▶ _REQUIRED WORK_
Starting with the line that contains "filename src/ui/components/select.rs" and stopping after the line that contains "pub fn render_selector(selector: &SelectorInfo, theme: &Theme)", copy the entries below exactly. Include nothing else.

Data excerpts

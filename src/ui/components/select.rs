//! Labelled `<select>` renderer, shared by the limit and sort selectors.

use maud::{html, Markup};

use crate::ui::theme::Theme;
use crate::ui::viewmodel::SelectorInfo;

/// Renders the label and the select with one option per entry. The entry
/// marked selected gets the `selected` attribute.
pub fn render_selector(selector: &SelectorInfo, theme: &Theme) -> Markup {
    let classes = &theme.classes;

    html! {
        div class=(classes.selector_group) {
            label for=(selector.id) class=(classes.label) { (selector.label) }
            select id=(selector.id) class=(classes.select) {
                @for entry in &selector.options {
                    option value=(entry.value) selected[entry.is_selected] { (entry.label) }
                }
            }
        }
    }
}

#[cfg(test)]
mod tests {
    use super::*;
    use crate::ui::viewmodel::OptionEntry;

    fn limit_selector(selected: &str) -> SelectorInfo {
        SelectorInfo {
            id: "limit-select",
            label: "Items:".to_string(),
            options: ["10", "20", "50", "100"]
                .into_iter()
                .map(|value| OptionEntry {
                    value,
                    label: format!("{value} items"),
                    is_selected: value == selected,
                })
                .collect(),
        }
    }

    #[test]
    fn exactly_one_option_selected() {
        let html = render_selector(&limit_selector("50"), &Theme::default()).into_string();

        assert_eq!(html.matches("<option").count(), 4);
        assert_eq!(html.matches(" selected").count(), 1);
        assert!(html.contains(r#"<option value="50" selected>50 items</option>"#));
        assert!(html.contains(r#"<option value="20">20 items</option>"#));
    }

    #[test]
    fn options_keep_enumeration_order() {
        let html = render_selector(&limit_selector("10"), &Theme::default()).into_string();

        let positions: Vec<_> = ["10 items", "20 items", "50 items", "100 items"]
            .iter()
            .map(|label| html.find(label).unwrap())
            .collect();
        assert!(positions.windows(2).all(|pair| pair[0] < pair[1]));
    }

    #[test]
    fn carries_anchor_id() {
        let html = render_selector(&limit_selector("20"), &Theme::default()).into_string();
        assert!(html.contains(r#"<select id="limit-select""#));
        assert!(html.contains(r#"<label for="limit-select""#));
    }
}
--
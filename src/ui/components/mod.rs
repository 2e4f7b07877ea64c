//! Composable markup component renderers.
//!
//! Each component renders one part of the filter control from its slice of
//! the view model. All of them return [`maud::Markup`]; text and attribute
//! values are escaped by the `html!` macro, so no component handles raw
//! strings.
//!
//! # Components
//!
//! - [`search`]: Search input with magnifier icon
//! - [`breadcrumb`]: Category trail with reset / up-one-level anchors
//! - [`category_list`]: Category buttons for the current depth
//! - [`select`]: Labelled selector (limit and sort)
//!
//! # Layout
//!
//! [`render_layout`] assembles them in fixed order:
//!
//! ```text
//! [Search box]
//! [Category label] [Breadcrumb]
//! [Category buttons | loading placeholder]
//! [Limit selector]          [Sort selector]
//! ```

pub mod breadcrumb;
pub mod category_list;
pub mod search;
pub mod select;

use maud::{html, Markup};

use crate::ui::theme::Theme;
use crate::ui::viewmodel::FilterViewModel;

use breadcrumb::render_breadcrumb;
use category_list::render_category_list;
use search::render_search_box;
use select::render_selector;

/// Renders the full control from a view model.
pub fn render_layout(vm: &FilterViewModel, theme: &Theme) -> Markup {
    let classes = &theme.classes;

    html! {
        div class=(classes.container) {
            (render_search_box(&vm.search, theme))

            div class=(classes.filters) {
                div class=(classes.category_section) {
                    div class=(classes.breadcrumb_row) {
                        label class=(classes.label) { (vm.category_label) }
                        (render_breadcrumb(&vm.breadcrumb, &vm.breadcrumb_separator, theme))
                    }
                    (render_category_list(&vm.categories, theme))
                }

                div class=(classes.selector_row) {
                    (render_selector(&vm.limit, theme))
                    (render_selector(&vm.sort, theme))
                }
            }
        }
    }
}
---
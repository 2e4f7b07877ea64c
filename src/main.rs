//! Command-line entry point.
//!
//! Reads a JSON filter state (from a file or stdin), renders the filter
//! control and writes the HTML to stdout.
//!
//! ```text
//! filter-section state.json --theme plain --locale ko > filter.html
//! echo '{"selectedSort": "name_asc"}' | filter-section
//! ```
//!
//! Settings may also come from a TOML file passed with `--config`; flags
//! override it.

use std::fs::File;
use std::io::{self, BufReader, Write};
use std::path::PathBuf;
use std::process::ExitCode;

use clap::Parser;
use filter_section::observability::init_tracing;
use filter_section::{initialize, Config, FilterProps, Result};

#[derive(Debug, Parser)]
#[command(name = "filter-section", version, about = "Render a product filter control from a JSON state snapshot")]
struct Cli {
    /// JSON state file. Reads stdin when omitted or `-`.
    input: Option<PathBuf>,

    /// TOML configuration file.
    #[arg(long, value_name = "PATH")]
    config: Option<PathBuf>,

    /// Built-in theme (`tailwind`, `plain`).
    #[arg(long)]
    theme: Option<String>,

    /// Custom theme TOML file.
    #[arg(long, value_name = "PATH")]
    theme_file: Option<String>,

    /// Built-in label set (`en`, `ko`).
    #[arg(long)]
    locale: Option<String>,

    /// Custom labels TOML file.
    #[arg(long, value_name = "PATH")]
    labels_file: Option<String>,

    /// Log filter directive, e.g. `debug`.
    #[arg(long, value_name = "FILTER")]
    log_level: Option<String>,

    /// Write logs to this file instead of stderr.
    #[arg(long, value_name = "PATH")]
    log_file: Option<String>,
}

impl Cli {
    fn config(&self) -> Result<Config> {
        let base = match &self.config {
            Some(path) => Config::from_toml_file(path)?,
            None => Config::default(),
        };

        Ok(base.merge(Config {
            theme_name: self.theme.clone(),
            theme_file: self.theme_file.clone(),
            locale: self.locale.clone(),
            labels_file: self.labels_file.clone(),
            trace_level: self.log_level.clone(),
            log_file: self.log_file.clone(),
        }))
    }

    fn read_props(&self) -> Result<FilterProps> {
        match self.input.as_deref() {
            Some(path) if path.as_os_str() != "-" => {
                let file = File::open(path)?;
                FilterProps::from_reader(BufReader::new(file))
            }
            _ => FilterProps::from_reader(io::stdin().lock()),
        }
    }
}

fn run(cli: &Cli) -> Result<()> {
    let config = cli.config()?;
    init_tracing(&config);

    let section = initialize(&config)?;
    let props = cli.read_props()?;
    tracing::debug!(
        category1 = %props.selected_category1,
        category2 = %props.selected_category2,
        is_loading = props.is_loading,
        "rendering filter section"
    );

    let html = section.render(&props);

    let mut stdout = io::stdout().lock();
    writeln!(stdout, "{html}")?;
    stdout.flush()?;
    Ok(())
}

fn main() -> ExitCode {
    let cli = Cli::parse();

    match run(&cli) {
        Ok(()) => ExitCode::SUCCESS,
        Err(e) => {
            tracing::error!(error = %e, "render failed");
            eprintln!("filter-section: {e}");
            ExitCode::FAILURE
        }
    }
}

▶ _RESULT_
filename src/ui/components/select.rs
//! Labelled `<select>` renderer, shared by the limit and sort selectors.

use maud::{html, Markup};

use crate::ui::theme::Theme;
use crate::ui::viewmodel::SelectorInfo;

/// Renders the label and the select with one option per entry. The entry
/// marked selected gets the `selected` attribute.
pub fn render_selector(selector: &SelectorInfo, theme: &Theme) -> Markup {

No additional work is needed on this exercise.